Tegsan hit on most of the them, but I'll add a few comments.
Regarding biometric authentication systems, that's probably more of a support policy. If they're setup to work with SafeBoot, they'll work fine. Otherwise, the user will need to user their password to login.
For the IDE/SCSI controller drivers, the worry is probably that they may not be compatible with SafeBoot. They've probably only tested the current ones you're using on your images, and you'll need to test newer drivers as they become available.
Creating images with Ghost is possible, but as tegsan, get some documentation from McAfee if you must do this. You need to create RAW images for it to work properly.

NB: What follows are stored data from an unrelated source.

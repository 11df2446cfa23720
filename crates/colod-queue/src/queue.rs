use std::collections::HashSet;

use colod_types::{Event, EventKind, SeqNo};
use thiserror::Error;

/// Default bound used by the daemon in practice.
pub const DEFAULT_QUEUE_SIZE: usize = 32;

#[derive(Debug, Error, PartialEq, Eq)]
pub enum QueueError {
    #[error("event queue is full")]
    Full,
}

/// Ordered multiset of [`Event`]s, bounded by `size`.
///
/// Ordering is a stable sort by `(interrupting?, seqno)`, re-evaluated whenever the
/// dynamic interrupting set changes via [`EventQueue::set_interrupting`]. The
/// always-interrupting kinds ([`EventKind::ALWAYS_INTERRUPTING`]) are immutable; the
/// dynamic set is replaced wholesale on every call, mirroring a state declaring its
/// preemption policy on entry.
#[derive(Debug)]
pub struct EventQueue {
    size: usize,
    items: Vec<Event>,
    next_seqno: SeqNo,
    dynamic_interrupting: HashSet<EventKind>,
}

impl EventQueue {
    pub fn new(size: usize) -> Self {
        Self {
            size,
            items: Vec::with_capacity(size),
            next_seqno: 0,
            dynamic_interrupting: HashSet::new(),
        }
    }

    /// Replaces the dynamic interrupting set and re-sorts the queue. The
    /// always-interrupting kinds are unaffected and remain interrupting regardless of
    /// what's passed here.
    pub fn set_interrupting(&mut self, kinds: impl IntoIterator<Item = EventKind>) {
        self.dynamic_interrupting = kinds.into_iter().collect();
        self.resort();
    }

    /// Inserts `kind` at its sorted position. Fails without mutating the queue if it is
    /// already at capacity. A `kind` matching the last (most recently queued) event is
    /// coalesced into it and reports success without growing the queue.
    pub fn add(&mut self, kind: EventKind, payload: Option<serde_json::Value>) -> Result<(), QueueError> {
        if self.last().is_some_and(|event| event.kind == kind) {
            return Ok(());
        }

        if self.items.len() >= self.size {
            return Err(QueueError::Full);
        }

        let seqno = self.next_seqno;
        self.next_seqno += 1;

        let event = match payload {
            Some(payload) => Event::with_payload(kind, seqno, payload),
            None => Event::new(kind, seqno),
        };
        self.items.push(event);
        self.resort();

        Ok(())
    }

    /// Pops the smallest (most-interrupting, lowest `seqno`) event, if any.
    pub fn remove(&mut self) -> Option<Event> {
        if self.items.is_empty() {
            return None;
        }
        Some(self.items.remove(0))
    }

    pub fn peek(&self) -> Option<&Event> {
        self.items.first()
    }

    pub fn last(&self) -> Option<&Event> {
        self.items.last()
    }

    pub fn pending(&self) -> bool {
        !self.items.is_empty()
    }

    pub fn pending_interrupt(&self) -> bool {
        self.items
            .first()
            .is_some_and(|event| self.is_interrupting(event.kind))
    }

    pub fn len(&self) -> usize {
        self.items.len()
    }

    pub fn is_empty(&self) -> bool {
        self.items.is_empty()
    }

    fn is_interrupting(&self, kind: EventKind) -> bool {
        kind.is_always_interrupting() || self.dynamic_interrupting.contains(&kind)
    }

    /// Re-sorts by `(¬interrupting, seqno)` ascending, so interrupting events come
    /// first, and within a priority class arrival order (`seqno`) is preserved.
    fn resort(&mut self) {
        let dynamic_interrupting = &self.dynamic_interrupting;
        self.items.sort_by_key(|event| {
            let interrupting =
                event.kind.is_always_interrupting() || dynamic_interrupting.contains(&event.kind);
            (!interrupting, event.seqno)
        });
    }
}
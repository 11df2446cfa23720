use std::sync::{Arc, Mutex};
use std::time::Duration;

use colod_group::{GroupAdapter, GroupEvent};
use colod_hv::{event_name_pattern, migration_status_pattern, run_raise_timeout, HvCommand, HypervisorChannel, InterruptSource};
use colod_link::YellowCommit;
use colod_queue::EventQueue;
use colod_types::{ColodError, Event, EventKind, OrchestratorState, PeerMessage, RuntimeFlags};
use event_bus::EventBus;
use serde_json::Value;
use tokio::sync::Notify;
use tokio_util::sync::CancellationToken;
use tracing::{debug, error, info, warn};

use crate::bus::OrchestratorSignal;
use crate::config::{CommandSlot, OrchestratorConfig};
use crate::handle::{Command, OrchestratorClient};
use crate::status::StatusReport;
use crate::watchdog;

/// Hypervisor commands named after their real QMP counterparts; kept as plain string
/// constants per the "structural match, not a typed schema" contract (`colod-hv::wire`).
mod hv_commands {
    pub const ENABLE_EVENTS: &str = "enable-events-capability";
    pub const ENABLE_PAUSE_BEFORE_SWITCHOVER: &str = "enable-pause-before-switchover-capability";
    pub const MIGRATE_CONTINUE: &str = "migrate-continue";
    pub const MIGRATE_CANCEL: &str = "migrate_cancel";
    pub const STOP: &str = "stop";
    pub const CONT: &str = "cont";
    pub const QUERY_STATUS: &str = "query-status";
    pub const QUERY_COLO_STATUS: &str = "query-colo-status";
}
use hv_commands::*;

/// Used for the "wait RESUME" suspensions the table describes without a numeric
/// deadline (`SecondaryWait`, the post-migration resume wait in `*ColoRunning`): these
/// waits are effectively indefinite, bounded only so a stuck hypervisor doesn't suspend
/// the task forever without at least periodically re-checking for an interrupt.
const INDEFINITE_WAIT: Duration = Duration::from_secs(3600);

/// The failure-aware HA orchestrator: owns the event queue, the runtime flags, and the
/// per-state transition logic described by the state table. Constructed once, run until
/// a terminal state, then dropped by the enclosing daemon.
pub struct Orchestrator {
    state: Mutex<OrchestratorState>,
    flags: Mutex<RuntimeFlags>,
    queue: Mutex<EventQueue>,
    wake: Notify,
    watchdog_refresh: Arc<Notify>,
    hv: Arc<HypervisorChannel>,
    group: Arc<GroupAdapter>,
    config: Mutex<OrchestratorConfig>,
    store: Mutex<Value>,
    yank_instances: Mutex<Vec<Value>>,
    cancellation: CancellationToken,
    event_bus: EventBus,
}
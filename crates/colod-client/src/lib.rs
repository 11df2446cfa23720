//! The management socket adapter: translates newline-delimited `exec-colod` JSON
//! requests into [`colod_core::OrchestratorHandle`] calls and serialises their results
//! back in the hypervisor's own reply shape.
mod protocol;
mod server;

pub use protocol::handle_request;
pub use server::{run_server, ServerConfig};

#[cfg(test)]
mod tests;
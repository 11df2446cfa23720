use std::io;
use std::net::SocketAddr;

use tokio::io::{AsyncReadExt, AsyncWriteExt};
use tokio::net::{TcpListener, TcpStream};
use tokio::sync::{broadcast, mpsc};
use tracing::debug;

use crate::transport::{GroupDelivery, GroupTransport};

const DELIVERY_CAPACITY: usize = 256;

/// A two-member [`GroupTransport`] over a single direct TCP connection to the peer
/// instance. With exactly two members, a point-to-point link already provides agreed
/// order (each byte stream is FIFO) and self-delivery just means publishing the
/// delivery locally the moment the write succeeds, without waiting on the wire.
pub struct TcpTransport {
    outgoing: mpsc::UnboundedSender<u32>,
    deliveries: broadcast::Sender<GroupDelivery>,
}

impl TcpTransport {
    /// Listens for the peer's connection. Used by the instance configured as primary,
    /// mirroring the primary/secondary asymmetry already present in the orchestrator's
    /// startup sequence.
    pub async fn accept(addr: SocketAddr) -> io::Result<Self> {
        let listener = TcpListener::bind(addr).await?;
        let (stream, peer) = listener.accept().await?;
        debug!(%peer, "accepted peer group connection");
        Ok(Self::new(stream))
    }

    /// Connects to the peer's listening address. Used by the secondary instance.
    pub async fn connect(addr: SocketAddr) -> io::Result<Self> {
        let stream = TcpStream::connect(addr).await?;
        Ok(Self::new(stream))
    }

    fn new(stream: TcpStream) -> Self {
        let (read_half, write_half) = stream.into_split();
        let (outgoing_tx, outgoing_rx) = mpsc::unbounded_channel();
        let (deliveries_tx, _) = broadcast::channel(DELIVERY_CAPACITY);

        tokio::spawn(Self::writer_task(write_half, outgoing_rx, deliveries_tx.clone()));
        tokio::spawn(Self::reader_task(read_half, deliveries_tx.clone()));

        Self {
            outgoing: outgoing_tx,
            deliveries: deliveries_tx,
        }
    }

    async fn writer_task(
        mut write_half: tokio::net::tcp::OwnedWriteHalf,
        mut outgoing: mpsc::UnboundedReceiver<u32>,
        deliveries: broadcast::Sender<GroupDelivery>,
    ) {
        while let Some(tag) = outgoing.recv().await {
            if write_half.write_all(&tag.to_be_bytes()).await.is_err() {
                let _ = deliveries.send(GroupDelivery::PeerLeft);
                return;
            }
            let _ = deliveries.send(GroupDelivery::Message { tag, from_self: true });
        }
    }

    async fn reader_task(mut read_half: tokio::net::tcp::OwnedReadHalf, deliveries: broadcast::Sender<GroupDelivery>) {
        let mut buf = [0u8; 4];
        loop {
            match read_half.read_exact(&mut buf).await {
                Ok(_) => {
                    let tag = u32::from_be_bytes(buf);
                    let _ = deliveries.send(GroupDelivery::Message { tag, from_self: false });
                }
                Err(err) => {
                    debug!(%err, "peer group connection closed");
                    let _ = deliveries.send(GroupDelivery::PeerLeft);
                    return;
                }
            }
        }
    }
}

impl GroupTransport for TcpTransport {
    fn send_raw(&self, tag: u32) {
        let _ = self.outgoing.send(tag);
    }

    fn subscribe(&self) -> broadcast::Receiver<GroupDelivery> {
        self.deliveries.subscribe()
    }
}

BIOS passwords aren't a SafeBoot issue - we use BIOS passwords and have no problem. It may be that their using some tool that modifies BIOS settings such as Compaq's SSM and may have issues making the changes during deployment if passwords are set.

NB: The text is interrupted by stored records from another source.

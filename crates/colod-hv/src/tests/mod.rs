use std::sync::atomic::{AtomicBool, Ordering};
use std::time::Duration;

use tokio::io::{split, AsyncBufReadExt, AsyncWriteExt, BufReader};
use tokio::sync::Notify;

use crate::channel::InterruptSource;
use crate::{HvCommand, HypervisorChannel};

struct NeverInterrupt;
impl InterruptSource for NeverInterrupt {
    fn pending_interrupt(&self) -> bool {
        false
    }
}

struct AlwaysInterrupt;
impl InterruptSource for AlwaysInterrupt {
    fn pending_interrupt(&self) -> bool {
        true
    }
}

/// An interrupt source that starts clear and is flipped by a background task poking
/// `notify`, mimicking how `Orchestrator::raise` pushes an event then wakes `wait_event`.
#[derive(Default)]
struct RaisedLater {
    flag: AtomicBool,
    notify: Notify,
}

impl RaisedLater {
    fn raise(&self) {
        self.flag.store(true, Ordering::SeqCst);
        self.notify.notify_one();
    }
}

impl InterruptSource for RaisedLater {
    fn pending_interrupt(&self) -> bool {
        self.flag.load(Ordering::SeqCst)
    }

    fn interrupt_notify(&self) -> Option<&Notify> {
        Some(&self.notify)
    }
}

/// Sets up a channel whose main stream is driven by a fake hypervisor end the test can
/// read lines from and write replies/events to directly.
async fn fake_hypervisor() -> (
    std::sync::Arc<HypervisorChannel>,
    BufReader<tokio::io::ReadHalf<tokio::io::DuplexStream>>,
    tokio::io::WriteHalf<tokio::io::DuplexStream>,
) {
    let (local, remote) = tokio::io::duplex(8192);
    let (local_read, local_write) = split(local);
    let (remote_read, remote_write) = split(remote);

    let channel = HypervisorChannel::connect(local_read, local_write, tokio::io::sink(), 1_000);

    (channel, BufReader::new(remote_read), remote_write)
}

#[tokio::test]
async fn test_execute_round_trip() {
    let (channel, mut remote_read, mut remote_write) = fake_hypervisor().await;

    let call = tokio::spawn({
        let channel = channel.clone();
        async move { channel.execute(HvCommand::new("query-status")).await }
    });

    let mut line = String::new();
    remote_read.read_line(&mut line).await.unwrap();
    assert!(line.contains("query-status"));

    remote_write
        .write_all(b"{\"return\": {\"running\": true}}\n")
        .await
        .unwrap();

    let result = call.await.unwrap().unwrap();
    assert_eq!(result["running"], true);
}

#[tokio::test]
async fn test_execute_lifts_error_reply() {
    let (channel, mut remote_read, mut remote_write) = fake_hypervisor().await;

    let call = tokio::spawn({
        let channel = channel.clone();
        async move { channel.execute(HvCommand::new("stop")).await }
    });

    let mut line = String::new();
    remote_read.read_line(&mut line).await.unwrap();

    remote_write
        .write_all(b"{\"error\": {\"class\": \"GenericError\", \"desc\": \"boom\"}}\n")
        .await
        .unwrap();

    let err = call.await.unwrap().unwrap_err();
    assert!(matches!(err, colod_types::ColodError::HypervisorCommand(_)));
}

#[tokio::test]
async fn test_execute_nocheck_surfaces_raw_error_reply() {
    let (channel, mut remote_read, mut remote_write) = fake_hypervisor().await;

    let call = tokio::spawn({
        let channel = channel.clone();
        async move { channel.execute_nocheck(HvCommand::new("stop")).await }
    });

    let mut line = String::new();
    remote_read.read_line(&mut line).await.unwrap();
    remote_write
        .write_all(b"{\"error\": {\"class\": \"GenericError\", \"desc\": \"boom\"}}\n")
        .await
        .unwrap();

    let reply = call.await.unwrap().unwrap();
    assert!(matches!(reply, crate::HvReply::Error(_)));
}

#[tokio::test]
async fn test_execute_times_out_with_no_reply() {
    let (channel, _remote_read, _remote_write) = fake_hypervisor().await;
    channel.set_timeout(20);

    let err = channel.execute(HvCommand::new("stop")).await.unwrap_err();
    assert!(matches!(err, colod_types::ColodError::Timeout));
}

#[tokio::test]
async fn test_wait_event_matches_pattern() {
    let (channel, _remote_read, mut remote_write) = fake_hypervisor().await;

    let waiter = tokio::spawn({
        let channel = channel.clone();
        async move {
            channel
                .wait_event(&crate::event_name_pattern("RESUME"), Duration::from_secs(1), &NeverInterrupt)
                .await
        }
    });

    remote_write
        .write_all(b"{\"event\": \"STOP\", \"data\": {}, \"timestamp\": {}}\n")
        .await
        .unwrap();
    remote_write
        .write_all(b"{\"event\": \"RESUME\", \"data\": {}, \"timestamp\": {}}\n")
        .await
        .unwrap();

    let event = waiter.await.unwrap().unwrap();
    assert_eq!(event.name, "RESUME");
}

#[tokio::test]
async fn test_wait_event_checks_interrupt_before_blocking() {
    let (channel, _remote_read, _remote_write) = fake_hypervisor().await;

    let err = channel
        .wait_event(&crate::event_name_pattern("RESUME"), Duration::from_secs(5), &AlwaysInterrupt)
        .await
        .unwrap_err();

    assert!(matches!(err, colod_types::ColodError::Interrupt));
}

#[tokio::test]
async fn test_wait_event_wakes_immediately_on_raised_interrupt() {
    let (channel, _remote_read, _remote_write) = fake_hypervisor().await;
    let interrupt = std::sync::Arc::new(RaisedLater::default());

    let waiter = tokio::spawn({
        let channel = channel.clone();
        let interrupt = interrupt.clone();
        async move {
            channel
                .wait_event(&crate::event_name_pattern("RESUME"), Duration::from_secs(3600), interrupt.as_ref())
                .await
        }
    });

    tokio::time::sleep(Duration::from_millis(20)).await;
    interrupt.raise();

    let err = tokio::time::timeout(Duration::from_millis(500), waiter)
        .await
        .expect("wait_event should wake well before the 3600s timeout")
        .unwrap()
        .unwrap_err();

    assert!(matches!(err, colod_types::ColodError::Interrupt));
}

#[tokio::test]
async fn test_eof_closes_channel_and_fails_outstanding_execute() {
    let (channel, _remote_read, remote_write) = fake_hypervisor().await;

    let call = tokio::spawn({
        let channel = channel.clone();
        async move { channel.execute(HvCommand::new("stop")).await }
    });

    drop(remote_write);

    channel.closed().await;
    assert!(!channel.is_connected());

    let err = call.await.unwrap().unwrap_err();
    assert!(matches!(err, colod_types::ColodError::Eof));
}
use eyre::Result;

mod cli;
pub(crate) mod config;

fn main() -> Result<()> {
    cli::run()
}
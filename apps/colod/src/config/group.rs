use std::net::SocketAddr;
use std::path::Path;

use serde::Deserialize;

/// Addressing for the two-member group-messaging link. Loaded from
/// `<base_directory>/group.toml`, the one piece of colod's configuration with no
/// sensible CLI-flag or compiled-in default -- a cluster's two peer addresses have to
/// come from somewhere external, the same way the original daemon left corosync's own
/// membership addressing to `corosync.conf` rather than its own argv.
#[derive(Debug, Clone, Deserialize)]
pub struct GroupConfig {
    /// Address this instance listens on. Only meaningful for the primary, which
    /// accepts the secondary's connection.
    pub listen: SocketAddr,
    /// Address of the peer's listening socket. Only meaningful for the secondary.
    pub peer: SocketAddr,
}

impl GroupConfig {
    pub fn from_path(path: &Path) -> eyre::Result<Self> {
        let config = config::Config::builder()
            .add_source(config::File::from(path))
            .build()?;

        Ok(config.try_deserialize()?)
    }
}
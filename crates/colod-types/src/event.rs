use serde::{Deserialize, Serialize};
use serde_json::Value;

/// Monotonically increasing sequence number assigned to an [`Event`] at the instant it
/// is inserted into the queue. Ties within a priority class are broken by `SeqNo`.
pub type SeqNo = u64;

/// A discrete occurrence the orchestrator reacts to. `payload` carries kind-specific
/// detail (e.g. the `QUORUM_REPORT_BAD` node name) and is otherwise empty.
#[derive(Debug, Clone, Serialize, Deserialize)]
pub struct Event {
    pub kind: EventKind,
    pub seqno: SeqNo,
    #[serde(default, skip_serializing_if = "Option::is_none")]
    pub payload: Option<Value>,
}

impl Event {
    pub fn new(kind: EventKind, seqno: SeqNo) -> Self {
        Self {
            kind,
            seqno,
            payload: None,
        }
    }

    pub fn with_payload(kind: EventKind, seqno: SeqNo, payload: Value) -> Self {
        Self {
            kind,
            seqno,
            payload: Some(payload),
        }
    }
}

/// The kinds of event the orchestrator's queue can hold.
///
/// `Failed`, `PeerFailover`, `Quit` and `AutoQuit` are *always-interrupting*: no state
/// may remove them from the interrupting set via [`EventQueue::set_interrupting`]
/// (`colod-queue`).
#[derive(Debug, Clone, Copy, PartialEq, Eq, Hash, Serialize, Deserialize)]
pub enum EventKind {
    Failed,
    PeerFailover,
    Quit,
    AutoQuit,
    FailoverSync,
    FailoverWin,
    Yellow,
    Unyellow,
    StartMigration,
}

impl EventKind {
    /// The subset of kinds that are interrupting in every state, independent of
    /// whatever dynamic set the current state has declared.
    pub const ALWAYS_INTERRUPTING: [EventKind; 4] = [
        EventKind::Failed,
        EventKind::PeerFailover,
        EventKind::Quit,
        EventKind::AutoQuit,
    ];

    pub fn is_always_interrupting(self) -> bool {
        Self::ALWAYS_INTERRUPTING.contains(&self)
    }
}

Take our thoughts for what they are - thoughts. If you want specific reasoning why your International support staff has set some policy, you can probably ask wink
Thank you both for the info... I am still looking over the admin guide so I am gathering my information together. Some of their restrictions seemed excessive, but I can see where some do apply.
Our international staff was using a previous version, 4.2 I think, and they had a pretty hard time of it. In their preperation of the hard drives, they had something like a 30% failure rate where the drives became corrupted / unbootable. Some of their guidelines do come out of this experience. Considering that we have users all over the country, I want to minimize the chance of this kind of failure as much as possible.
Anyone have any problems with foreign characters? East asian characters for instance?
I suggest that you run chkdsk on each system and review the application event logs to ensure no bad sectors are found. In addition, look at the system log for event ID 7 and 11 source disk. If you pass on both counts, the disk is good. We are in testing mode, have deployed to over 100 systems with 0 failures so far. We are using version 5.X however.